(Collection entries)
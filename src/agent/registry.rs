//! CRUD registry over a pluggable record store.

use std::sync::Arc;

use tracing::debug;
use uuid::Uuid;

use crate::config::AgentDefaults;
use crate::store::RecordStore;

use super::error::RegistryError;
use super::hierarchy::{HierarchySnapshot, TreeNode};
use super::record::{AgentPatch, AgentRecord, CreateAgent};

/// Registry of agent records, shared across request handlers.
///
/// All derived views (tree, delegation chain) are recomputed from a fresh
/// `list()` snapshot on every call; nothing is cached across mutations.
#[derive(Clone)]
pub struct AgentRegistry {
    store: Arc<dyn RecordStore>,
    defaults: AgentDefaults,
}

impl AgentRegistry {
    pub fn new(store: Arc<dyn RecordStore>, defaults: AgentDefaults) -> Self {
        Self { store, defaults }
    }

    /// List every persisted record, order unspecified.
    pub async fn list(&self) -> Result<Vec<AgentRecord>, RegistryError> {
        Ok(self.store.list().await?)
    }

    /// Create a record: generate a fresh id, fill defaults, persist.
    pub async fn create(&self, req: CreateAgent) -> Result<AgentRecord, RegistryError> {
        req.validate()?;

        let id = Uuid::new_v4().to_string();
        let record = AgentRecord {
            name: req.name.unwrap_or_else(|| format!("agent-{}", &id[..8])),
            id,
            model: req.model.unwrap_or_else(|| self.defaults.model.clone()),
            system_prompt: req
                .system_prompt
                .unwrap_or_else(|| self.defaults.system_prompt.clone()),
            tools: req.tools,
            parent_agent_id: req.parent_agent_id,
            agent_type: req.agent_type,
            capabilities: req.capabilities,
            specializations: req.specializations,
            status: req.status,
        };

        self.store.save(&record).await?;
        debug!(id = %record.id, name = %record.name, "Created agent record");
        Ok(record)
    }

    /// Get a record by id.
    pub async fn get(&self, id: &str) -> Result<AgentRecord, RegistryError> {
        self.store
            .load(id)
            .await?
            .ok_or_else(|| RegistryError::not_found(id))
    }

    /// Merge a partial field set into an existing record and persist it.
    ///
    /// Fields absent from the patch are unchanged; the record's id is never
    /// overwritten even if the patch supplies one.
    pub async fn update(&self, id: &str, patch: AgentPatch) -> Result<AgentRecord, RegistryError> {
        patch.validate()?;

        let mut record = self.get(id).await?;
        record.apply(patch);
        self.store.save(&record).await?;
        debug!(id = %record.id, "Updated agent record");
        Ok(record)
    }

    /// Delete a record outright.
    ///
    /// Returns `true` when a removal occurred; `false` (not an error) when
    /// the record was already absent.
    pub async fn delete(&self, id: &str) -> Result<bool, RegistryError> {
        let removed = self.store.delete(id).await?;
        if removed {
            debug!(id = %id, "Deleted agent record");
        }
        Ok(removed)
    }

    /// Materialize the nested tree view rooted at `root_id`.
    ///
    /// Fails with `NotFound` when the root does not resolve. Cycles and
    /// dangling parents in the underlying records truncate the affected
    /// branch; they never fail the call.
    pub async fn build_tree(&self, root_id: &str) -> Result<TreeNode, RegistryError> {
        let snapshot = HierarchySnapshot::new(self.store.list().await?);
        snapshot
            .build_tree(root_id)
            .ok_or_else(|| RegistryError::not_found(root_id))
    }

    /// Find the first root-to-node path whose node matches `task_type`.
    ///
    /// Returns an empty chain when the root does not resolve or nothing in
    /// the reachable tree matches.
    pub async fn find_delegation_chain(
        &self,
        task_type: &str,
        root_id: &str,
    ) -> Result<Vec<String>, RegistryError> {
        let snapshot = HierarchySnapshot::new(self.store.list().await?);
        Ok(snapshot.find_delegation_chain(task_type, root_id))
    }
}

#[cfg(test)]
mod tests {
    use super::*;
    use crate::store::file::FileRecordStore;
    use tempfile::TempDir;

    fn test_registry(tmp: &TempDir) -> AgentRegistry {
        let store = FileRecordStore::new(tmp.path().join("agents"));
        AgentRegistry::new(Arc::new(store), AgentDefaults::default())
    }

    #[tokio::test]
    async fn create_applies_defaults() {
        let tmp = TempDir::new().unwrap();
        let registry = test_registry(&tmp);

        let record = registry.create(CreateAgent::default()).await.unwrap();

        assert_eq!(record.name, format!("agent-{}", &record.id[..8]));
        assert_eq!(record.model, "gpt-4.1-mini");
        assert_eq!(record.system_prompt, "You are a helpful assistant.");
        assert!(record.tools.is_empty());
    }

    #[tokio::test]
    async fn create_then_get_round_trip() {
        let tmp = TempDir::new().unwrap();
        let registry = test_registry(&tmp);

        let created = registry
            .create(CreateAgent {
                name: Some("researcher".to_string()),
                agent_type: Some("research".to_string()),
                capabilities: vec!["search".to_string()],
                ..Default::default()
            })
            .await
            .unwrap();

        let fetched = registry.get(&created.id).await.unwrap();
        assert_eq!(fetched.id, created.id);
        assert_eq!(fetched.name, "researcher");
        assert_eq!(fetched.agent_type.as_deref(), Some("research"));
        assert_eq!(fetched.capabilities, vec!["search".to_string()]);
    }

    #[tokio::test]
    async fn get_missing_is_not_found() {
        let tmp = TempDir::new().unwrap();
        let registry = test_registry(&tmp);

        let result = registry.get("missing").await;
        assert!(matches!(result, Err(RegistryError::NotFound { .. })));
    }

    #[tokio::test]
    async fn update_preserves_id() {
        let tmp = TempDir::new().unwrap();
        let registry = test_registry(&tmp);

        let created = registry.create(CreateAgent::default()).await.unwrap();
        let updated = registry
            .update(
                &created.id,
                AgentPatch {
                    id: Some("forged-id".to_string()),
                    name: Some("renamed".to_string()),
                    ..Default::default()
                },
            )
            .await
            .unwrap();

        assert_eq!(updated.id, created.id);
        assert_eq!(updated.name, "renamed");

        // The merge was persisted under the original id
        let fetched = registry.get(&created.id).await.unwrap();
        assert_eq!(fetched.name, "renamed");
        assert!(registry.get("forged-id").await.is_err());
    }

    #[tokio::test]
    async fn update_missing_is_not_found() {
        let tmp = TempDir::new().unwrap();
        let registry = test_registry(&tmp);

        let result = registry.update("missing", AgentPatch::default()).await;
        assert!(matches!(result, Err(RegistryError::NotFound { .. })));
    }

    #[tokio::test]
    async fn update_rejects_blank_name_before_write() {
        let tmp = TempDir::new().unwrap();
        let registry = test_registry(&tmp);

        let created = registry
            .create(CreateAgent {
                name: Some("keep-me".to_string()),
                ..Default::default()
            })
            .await
            .unwrap();

        let result = registry
            .update(
                &created.id,
                AgentPatch {
                    name: Some("  ".to_string()),
                    ..Default::default()
                },
            )
            .await;
        assert!(matches!(result, Err(RegistryError::Validation(_))));

        // Nothing was persisted
        assert_eq!(registry.get(&created.id).await.unwrap().name, "keep-me");
    }

    #[tokio::test]
    async fn delete_twice_reports_true_then_false() {
        let tmp = TempDir::new().unwrap();
        let registry = test_registry(&tmp);

        let created = registry.create(CreateAgent::default()).await.unwrap();

        assert!(registry.delete(&created.id).await.unwrap());
        assert!(!registry.delete(&created.id).await.unwrap());
    }

    #[tokio::test]
    async fn build_tree_missing_root_is_not_found() {
        let tmp = TempDir::new().unwrap();
        let registry = test_registry(&tmp);

        let result = registry.build_tree("missing").await;
        assert!(matches!(result, Err(RegistryError::NotFound { .. })));
    }

    #[tokio::test]
    async fn delegation_chain_missing_root_is_empty() {
        let tmp = TempDir::new().unwrap();
        let registry = test_registry(&tmp);

        let chain = registry
            .find_delegation_chain("anything", "missing")
            .await
            .unwrap();
        assert!(chain.is_empty());
    }
}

> _Problem statement_
Copy each line of the data exactly, please.

> _Finished task_
filename src/agent/registry.rs
//! CRUD registry over a pluggable record store.

use std::sync::Arc;

use tracing::debug;
use uuid::Uuid;

use crate::config::AgentDefaults;
use crate::store::RecordStore;

use super::error::RegistryError;
use super::hierarchy::{HierarchySnapshot, TreeNode};
use super::record::{AgentPatch, AgentRecord, CreateAgent};

/// Registry of agent records, shared across request handlers.
///
/// All derived views (tree, delegation chain) are recomputed from a fresh
/// `list()` snapshot on every call; nothing is cached across mutations.
#[derive(Clone)]
pub struct AgentRegistry {
    store: Arc<dyn RecordStore>,
    defaults: AgentDefaults,
}

impl AgentRegistry {
    pub fn new(store: Arc<dyn RecordStore>, defaults: AgentDefaults) -> Self {
        Self { store, defaults }
    }

    /// List every persisted record, order unspecified.
    pub async fn list(&self) -> Result<Vec<AgentRecord>, RegistryError> {
        Ok(self.store.list().await?)
    }

    /// Create a record: generate a fresh id, fill defaults, persist.
    pub async fn create(&self, req: CreateAgent) -> Result<AgentRecord, RegistryError> {
        req.validate()?;

        let id = Uuid::new_v4().to_string();
        let record = AgentRecord {
            name: req.name.unwrap_or_else(|| format!("agent-{}", &id[..8])),
            id,
            model: req.model.unwrap_or_else(|| self.defaults.model.clone()),
            system_prompt: req
                .system_prompt
                .unwrap_or_else(|| self.defaults.system_prompt.clone()),
            tools: req.tools,
            parent_agent_id: req.parent_agent_id,
            agent_type: req.agent_type,
            capabilities: req.capabilities,
            specializations: req.specializations,
            status: req.status,
        };

        self.store.save(&record).await?;
        debug!(id = %record.id, name = %record.name, "Created agent record");
        Ok(record)
    }

    /// Get a record by id.
    pub async fn get(&self, id: &str) -> Result<AgentRecord, RegistryError> {
        self.store
            .load(id)
            .await?
            .ok_or_else(|| RegistryError::not_found(id))
    }

    /// Merge a partial field set into an existing record and persist it.
    ///
    /// Fields absent from the patch are unchanged; the record's id is never
    /// overwritten even if the patch supplies one.
    pub async fn update(&self, id: &str, patch: AgentPatch) -> Result<AgentRecord, RegistryError> {
        patch.validate()?;

        let mut record = self.get(id).await?;
        record.apply(patch);
        self.store.save(&record).await?;
        debug!(id = %record.id, "Updated agent record");
        Ok(record)
    }

    /// Delete a record outright.
    ///
    /// Returns `true` when a removal occurred; `false` (not an error) when
    /// the record was already absent.
    pub async fn delete(&self, id: &str) -> Result<bool, RegistryError> {
        let removed = self.store.delete(id).await?;
        if removed {
            debug!(id = %id, "Deleted agent record");
        }
        Ok(removed)
    }

    /// Materialize the nested tree view rooted at `root_id`.
    ///
    /// Fails with `NotFound` when the root does not resolve. Cycles and
    /// dangling parents in the underlying records truncate the affected
    /// branch; they never fail the call.
    pub async fn build_tree(&self, root_id: &str) -> Result<TreeNode, RegistryError> {
        let snapshot = HierarchySnapshot::new(self.store.list().await?);
        snapshot
            .build_tree(root_id)
            .ok_or_else(|| RegistryError::not_found(root_id))
    }

    /// Find the first root-to-node path whose node matches `task_type`.
    ///
    /// Returns an empty chain when the root does not resolve or nothing in
    /// the reachable tree matches.
    pub async fn find_delegation_chain(
        &self,
        task_type: &str,
        root_id: &str,
    ) -> Result<Vec<String>, RegistryError> {
        let snapshot = HierarchySnapshot::new(self.store.list().await?);
        Ok(snapshot.find_delegation_chain(task_type, root_id))
    }
}

#[cfg(test)]
mod tests {
    use super::*;
    use crate::store::file::FileRecordStore;
    use tempfile::TempDir;

    fn test_registry(tmp: &TempDir) -> AgentRegistry {
        let store = FileRecordStore::new(tmp.path().join("agents"));
        AgentRegistry::new(Arc::new(store), AgentDefaults::default())
    }

    #[tokio::test]
    async fn create_applies_defaults() {
        let tmp = TempDir::new().unwrap();
        let registry = test_registry(&tmp);

        let record = registry.create(CreateAgent::default()).await.unwrap();

        assert_eq!(record.name, format!("agent-{}", &record.id[..8]));
        assert_eq!(record.model, "gpt-4.1-mini");
        assert_eq!(record.system_prompt, "You are a helpful assistant.");
        assert!(record.tools.is_empty());
    }

    #[tokio::test]
    async fn create_then_get_round_trip() {
        let tmp = TempDir::new().unwrap();
        let registry = test_registry(&tmp);

        let created = registry
            .create(CreateAgent {
                name: Some("researcher".to_string()),
                agent_type: Some("research".to_string()),
                capabilities: vec!["search".to_string()],
                ..Default::default()
            })
            .await
            .unwrap();

        let fetched = registry.get(&created.id).await.unwrap();
        assert_eq!(fetched.id, created.id);
        assert_eq!(fetched.name, "researcher");
        assert_eq!(fetched.agent_type.as_deref(), Some("research"));
        assert_eq!(fetched.capabilities, vec!["search".to_string()]);
    }

    #[tokio::test]
    async fn get_missing_is_not_found() {
        let tmp = TempDir::new().unwrap();
        let registry = test_registry(&tmp);

        let result = registry.get("missing").await;
        assert!(matches!(result, Err(RegistryError::NotFound { .. })));
    }

    #[tokio::test]
    async fn update_preserves_id() {
        let tmp = TempDir::new().unwrap();
        let registry = test_registry(&tmp);

        let created = registry.create(CreateAgent::default()).await.unwrap();
        let updated = registry
            .update(
                &created.id,
                AgentPatch {
                    id: Some("forged-id".to_string()),
                    name: Some("renamed".to_string()),
                    ..Default::default()
                },
            )
            .await
            .unwrap();

        assert_eq!(updated.id, created.id);
        assert_eq!(updated.name, "renamed");

        // The merge was persisted under the original id
        let fetched = registry.get(&created.id).await.unwrap();
        assert_eq!(fetched.name, "renamed");
        assert!(registry.get("forged-id").await.is_err());
    }

    #[tokio::test]
    async fn update_missing_is_not_found() {
        let tmp = TempDir::new().unwrap();
        let registry = test_registry(&tmp);

        let result = registry.update("missing", AgentPatch::default()).await;
        assert!(matches!(result, Err(RegistryError::NotFound { .. })));
    }

    #[tokio::test]
    async fn update_rejects_blank_name_before_write() {
        let tmp = TempDir::new().unwrap();
        let registry = test_registry(&tmp);

        let created = registry
            .create(CreateAgent {
                name: Some("keep-me".to_string()),
                ..Default::default()
            })
            .await
            .unwrap();

        let result = registry
            .update(
                &created.id,
                AgentPatch {
                    name: Some("  ".to_string()),
                    ..Default::default()
                },
            )
            .await;
        assert!(matches!(result, Err(RegistryError::Validation(_))));

        // Nothing was persisted
        assert_eq!(registry.get(&created.id).await.unwrap().name, "keep-me");
    }

    #[tokio::test]
    async fn delete_twice_reports_true_then_false() {
        let tmp = TempDir::new().unwrap();
        let registry = test_registry(&tmp);

        let created = registry.create(CreateAgent::default()).await.unwrap();

        assert!(registry.delete(&created.id).await.unwrap());
        assert!(!registry.delete(&created.id).await.unwrap());
    }

    #[tokio::test]
    async fn build_tree_missing_root_is_not_found() {
        let tmp = TempDir::new().unwrap();
        let registry = test_registry(&tmp);

        let result = registry.build_tree("missing").await;
        assert!(matches!(result, Err(RegistryError::NotFound { .. })));
    }

    #[tokio::test]
    async fn delegation_chain_missing_root_is_empty() {
        let tmp = TempDir::new().unwrap();
        let registry = test_registry(&tmp);

        let chain = registry
            .find_delegation_chain("anything", "missing")
            .await
            .unwrap();
        assert!(chain.is_empty());
    }
}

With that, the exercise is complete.